Learn more
- Jun 26, 2008
Combining Closed and Open Data Classification Mechanisms in an Extended Thesaurus
In the next session, Rolf Sint gave us insights into his approach to the combination of closed and open data classification mechanisms, which is informed by his findings in his master’s thesis. The probably most widely used retrieval method for digital content is full-text search; Google and Yahoo’s indexing methods, for instance, rely on full-text search. To be able to use this method, words must be contained within the content, leading to obvious problems with synonyms, ambiguities or the different lexical inventory of different languages. Advantages are that full-text search is easy to use, and that no maintenance is required as this responsibility rests with the content providers.

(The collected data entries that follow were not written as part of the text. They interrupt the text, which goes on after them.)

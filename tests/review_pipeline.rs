// End-to-end: registry on disk -> batch review -> response log -> feedback

use serde_json::json;
use std::fs;
use subscription_review::{
    BatchReviewer, Classification, Decision, DecisionEngine, Feedback, FeedbackLoop,
    RegistryStore, ResponseLog, ReviewConfig,
};
use tempfile::tempdir;

fn questionnaire(id: &str) -> serde_json::Value {
    json!({
        "questionnaire_id": id,
        "investor_name": "Maria Lopez",
        "investor_address": "44 Elm Road, Austin",
        "investment_amount": 150000.0,
        "is_accredited_investor": true,
        "accreditation_details": "Annual income above $300k for the last two years",
        "source_of_funds_description": "Savings from employment",
        "tax_id_provided": true,
        "signature_present": true,
        "submission_date": "2024-05-20",
        "investor_type": "individual"
    })
}

fn seed_registry(path: &std::path::Path) {
    let mut store = RegistryStore::load(path).unwrap();
    store.add_keyword("vague_terms", "tbd", None).unwrap();
    store.add_keyword("high_risk_sources", "crypto", Some("Digital assets")).unwrap();
    store.add_pattern("pending", "Pending status").unwrap();
}

#[test]
fn test_batch_classifies_every_branch() {
    let dir = tempdir().unwrap();
    let config = ReviewConfig {
        registry_path: dir.path().join("suspicious_keywords.json"),
        response_path: dir.path().join("response.json"),
        feedback_path: dir.path().join("feedback.json"),
        ..ReviewConfig::default()
    };
    seed_registry(&config.registry_path);

    let mut approve = questionnaire("Q-APPROVE");
    approve["source_of_funds_description"] = json!("Outbid at auction, used savings instead");

    let mut missing = questionnaire("Q-MISSING");
    missing["signature_present"] = json!(false);
    missing["investor_address"] = json!("  ");
    missing["source_of_funds_description"] = json!("crypto, amount tbd");

    let mut zero = questionnaire("Q-ZERO");
    zero["investment_amount"] = json!(0.0);

    let mut unaccredited = questionnaire("Q-UNACCREDITED");
    unaccredited["is_accredited_investor"] = json!(false);

    let mut pending = questionnaire("Q-PENDING");
    pending["accreditation_details"] = json!("status pending review");

    let mut keyword = questionnaire("Q-KEYWORD");
    keyword["source_of_funds_description"] = json!("Gains from Crypto trading");

    let broken = json!({ "questionnaire_id": "Q-BROKEN", "investor_name": "Half a record" });

    let input = dir.path().join("questionnaire.json");
    fs::write(
        &input,
        serde_json::to_vec_pretty(&json!([
            approve, missing, zero, unaccredited, pending, keyword, broken
        ]))
        .unwrap(),
    )
    .unwrap();

    let engine = DecisionEngine::new(config.policy().unwrap());
    let mut store = RegistryStore::load(&config.registry_path).unwrap();
    let log = ResponseLog::new(&config.response_path);

    let summary = BatchReviewer::new(&engine, &mut store, &log)
        .review_file(&input)
        .unwrap();

    assert_eq!(summary.total, 7);
    assert_eq!(summary.succeeded, 6);
    assert_eq!(summary.failed, 1);
    assert_eq!(summary.errors[0].questionnaire_id, "Q-BROKEN");
    assert_eq!((summary.approved, summary.returned, summary.escalated), (1, 2, 3));

    let decisions = log.entries().unwrap();
    assert_eq!(
        decisions,
        vec![
            Decision::approved("Q-APPROVE"),
            Decision::returned(
                "Q-MISSING",
                vec!["investor_address".to_string(), "signature_present".to_string()]
            ),
            Decision::returned("Q-ZERO", vec!["investment_amount".to_string()]),
            Decision::escalated("Q-UNACCREDITED", None),
            Decision::escalated("Q-PENDING", Some("Ambiguous source of funds".to_string())),
            Decision::escalated("Q-KEYWORD", Some("Ambiguous source of funds".to_string())),
        ]
    );

    // Written document uses nulls, not empty lists
    let raw: serde_json::Value =
        serde_json::from_slice(&fs::read(&config.response_path).unwrap()).unwrap();
    assert_eq!(raw[0]["missing_fields"], serde_json::Value::Null);
    assert_eq!(raw[0]["escalation_reason"], serde_json::Value::Null);
}

#[test]
fn test_feedback_changes_later_reviews() {
    let dir = tempdir().unwrap();
    let registry_path = dir.path().join("suspicious_keywords.json");
    seed_registry(&registry_path);

    let engine = DecisionEngine::default();
    let log = ResponseLog::new(dir.path().join("response.json"));

    let mut q = questionnaire("Q-SHELL");
    q["source_of_funds_description"] = json!("Transfer from a shell company in Panama");
    let input = dir.path().join("questionnaire.json");
    fs::write(&input, serde_json::to_vec(&json!([q.clone()])).unwrap()).unwrap();

    // The batch holds its own store handle for the whole run
    let mut batch_store = RegistryStore::load(&registry_path).unwrap();

    let first = BatchReviewer::new(&engine, &mut batch_store, &log)
        .review_file(&input)
        .unwrap();
    assert_eq!(first.approved, 1);

    // Reviewer says this should have been escalated
    let mut feedback_store = RegistryStore::load(&registry_path).unwrap();
    let feedback_loop = FeedbackLoop::new(dir.path().join("feedback.json"));
    let record = feedback_loop
        .submit(
            &mut feedback_store,
            Feedback::new(
                serde_json::from_value(q).unwrap(),
                Classification::Approve,
                Classification::Escalate,
                "Funds routed via a shell company",
            ),
        )
        .unwrap();
    assert_eq!(record.learned_terms, vec!["shell"]);

    // The batch handle notices the registry changed on disk
    let second = BatchReviewer::new(&engine, &mut batch_store, &log)
        .review_file(&input)
        .unwrap();
    assert_eq!(second.escalated, 1);

    let history = log.find("Q-SHELL").unwrap();
    assert_eq!(history.len(), 2);
    assert_eq!(history[0].decision, Classification::Approve);
    assert_eq!(history[1].decision, Classification::Escalate);

    // Seeded entries survived the feedback write
    let merged = RegistryStore::load(&registry_path).unwrap();
    assert!(merged.all_keywords().contains("tbd"));
    assert!(merged.all_keywords().contains("shell"));
    assert_eq!(feedback_loop.log().len().unwrap(), 1);
}

#[test]
fn test_same_snapshot_gives_identical_bytes() {
    let dir = tempdir().unwrap();
    let registry_path = dir.path().join("suspicious_keywords.json");
    seed_registry(&registry_path);

    let store = RegistryStore::load(&registry_path).unwrap();
    let engine = DecisionEngine::default();

    let mut value = questionnaire("Q-REPEAT");
    value["source_of_funds_description"] = json!("Sale of property, remainder TBD");
    let q = serde_json::from_value(value).unwrap();

    let a = serde_json::to_vec(&engine.evaluate(&q, &store.snapshot()).unwrap()).unwrap();
    let b = serde_json::to_vec(&engine.evaluate(&q, &store.snapshot()).unwrap()).unwrap();

    assert_eq!(a, b);
}

#[test]
fn test_hand_edited_bad_pattern_does_not_block_reviews() {
    let dir = tempdir().unwrap();
    let registry_path = dir.path().join("suspicious_keywords.json");
    fs::write(
        &registry_path,
        serde_json::to_vec_pretty(&json!({
            "keywords": {},
            "patterns": [
                { "pattern": "(unclosed", "description": "typo" },
                { "pattern": "pending", "description": "Pending status" }
            ]
        }))
        .unwrap(),
    )
    .unwrap();

    let mut pending = questionnaire("Q-PENDING");
    pending["accreditation_details"] = json!("status pending review");
    let input = dir.path().join("questionnaire.json");
    fs::write(
        &input,
        serde_json::to_vec(&json!([questionnaire("Q-OK"), pending])).unwrap(),
    )
    .unwrap();

    let engine = DecisionEngine::default();
    let log = ResponseLog::new(dir.path().join("response.json"));
    let mut store = RegistryStore::load(&registry_path).unwrap();

    let summary = BatchReviewer::new(&engine, &mut store, &log)
        .review_file(&input)
        .unwrap();
    assert_eq!((summary.approved, summary.escalated, summary.failed), (1, 1, 0));

    // The broken entry can still be removed through the store
    assert!(store.remove_pattern("(unclosed").unwrap());
    let repaired = RegistryStore::load(&registry_path).unwrap();
    assert_eq!(repaired.all_patterns(), vec!["pending".to_string()]);
}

On the other end of the spectrum, within open data classification mechanisms, we have social tagging. Tagging (in general) means that a user asigns labels to content items. The advantage here is that content is immediately classified; as such, tagging is an easy way to provide metadata for content, in particular as the user does not to have think about (arbitrary, system-dictated) structures. However, this leads to problems if singulars and plurals are used simultaneously, if synonyms are used, spelling mistakes occur etc etc. With tags, the exact same spelling has to be used if items are to be assigned to the same group. But if done collectively (and that is what social tagging is about), the wisdom of crowds can improve the signal to noise ratio significantly – see the miracle of the tag cloud.
What Rolf proposed in his thesis was to combine the two approaches. In his design, he used an extended thesaurus as an instrument to achieve vocabulary control – we’re looking at an extended thesaurus here, because it’s not simply built around a taxonomy, but expanded by tags that were assigned by users and integrated using a vocabulary management tool.
This extended thesaurus can be applied in multiple ways. During a tag event, for instance, the user can be assisted by questions like “Did you mean…” if a term is ambiguous:
Search can be improved, too: If a user makes a search query, related terms can be suggested, drawing on the thesaurus. E.g., the term ‘jaguar’ would call up similar terms, allowing the user to specify the query and clarify that he (or she) is looking for a predatory animal (i.e. not the car).
In the long term, using an extended thesaurus as a light-weight ontology can reduce the amount of work needed to maintain a vocabulary. What’s special in Rolf’s proposal is that the controlled vocabulary also contains the terminology of the community. The user is thus able to navigate within the communal information space and, as a result, problems with homonyms, synonyms and different languages would be reduced.
A paper in which Rolf and two of his colleagues explain this approach in more detail is currently being prepared for publication: Güntner, G., Sint, R., Westenthaler, R. (2008): “Ein Ansatz zur Unterstützung traditioneller Klassifikation durch Social Tagging”. Tagungsband des ExpertInnenworkshops “Social Tagging in der Wissensorganisation – Perspektiven und Potenziale”, 2008 (im Druck). Further details about the publication can be obtained from Rolf.